Treating blindness inspires a career change

DHATImagine watching an old woman crying because she hadn’t seen in 10 years and now can finally see her grandchildren. It’s the kind of experience that sticks in your mind — that touches the core of who you are. For Dave Dhat, it’s part of an experience that changed everything.

Having begun studies to become an engineer, Dave Dhat’s career plans were nicely on track. But the trajectory of his life changed completely when he and his family, his parents and four siblings, decided to start a charity to help stop preventable blindness.

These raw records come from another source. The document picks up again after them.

//! Per-section-type renderers.
//!
//! Each renderer reads only the active locale's content of its own section
//! and inlines its layout; shared tokens come from the stylesheet.

mod cta;
mod features;
mod hero;
mod pricing;
mod stats;
mod testimonials;

use crate::elements;
use crate::markup::{escape_html, Attrs, Context, Style};
use crate::CompileOptions;
use pagesmith_compiler_css::font_stack;
use pagesmith_model::{
    Direction, Document, Locale, Section, SectionConfig, SectionContent, SectionKind, Theme,
};
use tracing::warn;

/// What a renderer needs besides its own content
pub(crate) struct Scope<'a> {
    pub theme: &'a Theme,
    pub locale: Locale,
    pub direction: Direction,
    pub container_max_width: &'a str,
}

impl Scope<'_> {
    pub fn heading_font(&self) -> String {
        font_stack(&self.theme.fonts.heading)
    }

    pub fn body_font(&self) -> String {
        font_stack(&self.theme.fonts.body)
    }

    pub fn container(&self) -> Attrs {
        Attrs::class("container").style(
            Style::new()
                .prop("max-width", self.container_max_width)
                .prop("margin", "0 auto")
                .prop("padding", "0 16px"),
        )
    }
}

pub(crate) fn render(
    section: &Section,
    document: &Document,
    theme: &Theme,
    options: &CompileOptions,
    ctx: &mut Context,
) {
    let scope = Scope {
        theme,
        locale: theme.locale,
        direction: theme.direction(),
        container_max_width: document.container_max_width(),
    };
    let locale = scope.locale;

    let config = match options.device {
        Some(device) => section.effective_config(device),
        None => section.config.clone(),
    };

    let (background, padding) = match section.kind() {
        SectionKind::Hero => (&theme.colors.background, "80px 0"),
        SectionKind::Stats => (&theme.colors.primary, "64px 0"),
        SectionKind::Cta => (&theme.colors.primary, "96px 0"),
        _ => (&theme.colors.background, "96px 0"),
    };

    if let SectionContent::Freeform { kind, .. } = &section.content {
        warn!(section_id = %section.id, kind = %kind, "Unsupported section type");
        ctx.open("section", Attrs::new().attr("data-section-id", section.id.as_str()));
        ctx.add_line(&format!(
            "<p>Section type \"{}\" not supported</p>",
            escape_html(kind.as_str())
        ));
        ctx.close("section");
        return;
    }

    ctx.open(
        "section",
        Attrs::class(&format!("{}-section", section.kind()))
            .attr("data-section-id", section.id.as_str())
            .style(section_style(&config, background, padding, scope.direction)),
    );

    match &section.content {
        SectionContent::Hero(content) => hero::render(content.get(locale), &scope, ctx),
        SectionContent::Features(content) => features::render(content.get(locale), &scope, ctx),
        SectionContent::Stats(content) => stats::render(content.get(locale), &scope, ctx),
        SectionContent::Testimonials(content) => {
            testimonials::render(content.get(locale), &scope, ctx)
        }
        SectionContent::Pricing(content) => pricing::render(content.get(locale), &scope, ctx),
        SectionContent::Cta(content) => cta::render(content.get(locale), &scope, ctx),
        SectionContent::Freeform { .. } => {}
    }

    if !section.elements.is_empty() {
        ctx.open(
            "div",
            Attrs::class("container section-elements").style(
                Style::new()
                    .prop("max-width", scope.container_max_width)
                    .prop("margin", "0 auto")
                    .prop("padding", "0 16px"),
            ),
        );
        for element in section.sorted_elements() {
            elements::render(element, &scope, ctx);
        }
        ctx.close("div");
    }

    ctx.close("section");
}

/// Config padding wins over the renderer's default padding
fn section_style(
    config: &SectionConfig,
    default_background: &str,
    default_padding: &str,
    direction: Direction,
) -> Style {
    let style = Style::new().prop(
        "background-color",
        config.background_color.as_deref().unwrap_or(default_background),
    );

    let style = match &config.padding {
        Some(padding) => style
            .prop("padding-top", &padding.top)
            .prop("padding-bottom", &padding.bottom)
            .prop("padding-left", &padding.left)
            .prop("padding-right", &padding.right),
        None => style.prop("padding", default_padding),
    };

    style.prop("direction", direction.as_str())
}

/// Inline style for a link rendered as a filled or outlined button
pub(crate) fn button_style(filled: bool, color: &str) -> Style {
    if filled {
        Style::new()
            .prop("background-color", color)
            .prop("color", "white")
    } else {
        Style::new()
            .prop("border", format!("2px solid {}", color))
            .prop("color", color)
            .prop("background", "transparent")
    }
}

/// Centered section heading with optional subheading
pub(crate) fn render_header(
    prefix: &str,
    heading: &str,
    subheading: Option<&str>,
    scope: &Scope,
    ctx: &mut Context,
) {
    let colors = &scope.theme.colors;

    ctx.open(
        "div",
        Attrs::class(&format!("{}-header", prefix)).style(
            Style::new()
                .prop("text-align", "center")
                .prop("margin-bottom", "64px"),
        ),
    );
    ctx.text_element(
        "h2",
        Attrs::class(&format!("{}-heading", prefix)).style(
            Style::new()
                .prop("font-size", "40px")
                .prop("font-weight", "700")
                .prop("margin-bottom", "16px")
                .prop("color", &colors.text)
                .prop("font-family", scope.heading_font()),
        ),
        heading,
    );
    if let Some(subheading) = subheading.filter(|s| !s.is_empty()) {
        ctx.text_element(
            "p",
            Attrs::class(&format!("{}-subheading", prefix)).style(
                Style::new()
                    .prop("font-size", "20px")
                    .prop("color", &colors.text)
                    .prop("font-family", scope.body_font()),
            ),
            subheading,
        );
    }
    ctx.close("div");
}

“My parents were visiting their homeland of India and my mum, who is a nurse, noticed that many people were suffering from cataracts, which can be easily cured,” Dave says. “They heard that some physicians were working to help people for free, and decided to find a way to help the doctors continue their charitable work.”

The family worked together to launch the Dhata Foundation to offer eye camps to people in need.

“It was shocking to me to witness first-hand how many people were affected by easily preventable and curable diseases,” says Dave. “Helping people in India had a tremendous impact on me. Restoring sight is one of the greatest gifts.”

Dave’s experiences at the eye camps in India reinforced a dormant desire to become a physician. He went to medical school at McMaster University in Hamilton, Ontario. Today, in addition to emergency room duties at Abbotsford and St. Paul’s hospitals, he is also an on-call trauma physician.

Now in its 12th year, the Dhata Foundation funds more than 1,000 eye surgeries to impoverished people each year.